The primary objective of this step was to segment the chips from the reconstructed volume, specifically to separate them from the embedding resin and acquire individual chip images. Following the reconstruction, two predominant phases were discernible (Fig. 4a): the gray phase, representing the embedded resin with the polymer matrix in dark gray and additives in light gray, and the white phase, denoting the abrasive chips. Due to the distinct contrast between the gray and white phases, the chips could be easily separated by applying a threshold of gray value. All pixels with a gray value above 15.500 (gray value above the peak of the resin) are defined as abrasive chips. The results were verified visually and consequently; the segmented pixels representing the chips were marked in blue in the image, as illustrated in Fig. 4b. Afterwards, the chips were extracted from the gray phase (the embedded resin), as shown in Fig. 4c. This segmentation process was applied to the entire stack of reconstructed volume images, resulting in a volume exclusively containing the segmented pixels and the chips, respectively. The complete set of segmented pixels provided a visual representation of the individual chip geometries. The acquired image data underwent processing and analysis using Avizo software (version 2019.3, Thermo Fisher Scientific, Waltham, USA).

Fig. 4
figure 4

Cross-sectional images of a the reconstructed volume containing the chips b marked in blue and c after being extracted from the matrix

2.4 Characterization of geometric features: size and shape

In this step, geometric features of single chips were measured and statistically characterized based on the determined chip quantity in the reconstructed volume.
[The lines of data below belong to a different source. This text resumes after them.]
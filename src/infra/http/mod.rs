mod admin;
mod forms;
mod middleware;
mod public;
mod viewer;

pub use admin::{AdminState, build_admin_router};
pub use public::{HttpState, build_router};
pub use viewer::AuthPolicy;

use axum::http::StatusCode;
use axum::response::{IntoResponse, Response};

use crate::application::error::ErrorReport;
use crate::application::repos::RepoError;

fn db_health_response(result: Result<(), RepoError>) -> Response {
    match result {
        Ok(()) => StatusCode::NO_CONTENT.into_response(),
        Err(err) => {
            let mut response = StatusCode::SERVICE_UNAVAILABLE.into_response();
            ErrorReport::from_error(
                "infra::http::db_health",
                StatusCode::SERVICE_UNAVAILABLE,
                &err,
            )
            .attach(&mut response);
            response
        }
    }
}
The following parameters were adapted to describe the geometric features of chips, including the size parameters: equivalent diameter \({D}_{eq}\), Length3d, Width3d, Breadth3d (Fig. 5), and the shape parameters: FeretShape3d, Sphericity Ψ, and integral of mean curvature M. Brief explanations of each parameter are given as follows [49,50,51,52]:

  • Equivalent diameter \({D}_{eq}\)

Fig. 5
figure 5

Definition of the parameters: Length3d, Width3d, and Breadth3d of an object

\({D}_{eq}\) is the equivalent diameter of the sphere, having the identical volume of the investigated chip. \({D}_{eq}\) can be calculated using the following equation:

$${D}_{eq}=2\times \sqrt[3]{\frac{3V}{4\pi }}$$
(1)

\(V\) is the volume of the investigated object.

  • Length3d and Width3d

Length3d and Width3d represent the maximum and the minimum of the object’s Feret diameters. Feret diameter is defined as the distance between the two parallel planes restricting the object perpendicular to a specific direction.

  • Breadth3d

Breadth3d is the largest distance between two parallel lines touching the object without intersecting it, lying in a plane orthogonal to the maximum 3D Feret diameter.

  • FeretShape3d

The Feret shape factor, i.e., FeretShape3d, is defined as D/d, where d is the minimum Feret diameter and D is the maximum Feret diameter. This factor is an aspect ratio between two perpendicular dimensions, stating how the measured object varies.

  • Sphericity \(\Psi\)

Sphericity \(\Psi\) measures the roundness of an object, and it can be calculated using the following equation:

$$\Psi =\frac{{\pi }^{{~}^{1}\!\left/ \!{~}_{3}\right.}{(6V)}^{{~}^{2}\!\left/ \!{~}_{3}\right.}}{A}$$
(2)

\(V\) is the volume, and \(A\) is the surface area of the investigated chip. Sphericity \(\Psi\) has a value between 0 and 1. The object is a sphere when Sphericity \(\Psi\) equals to 1; meanwhile, a non-spherical object always has sphericity less than 1. As the sphericity is approaching 0, the objects are becoming more irregularly shaped. Sphericity values of some common objects are given in Table 2.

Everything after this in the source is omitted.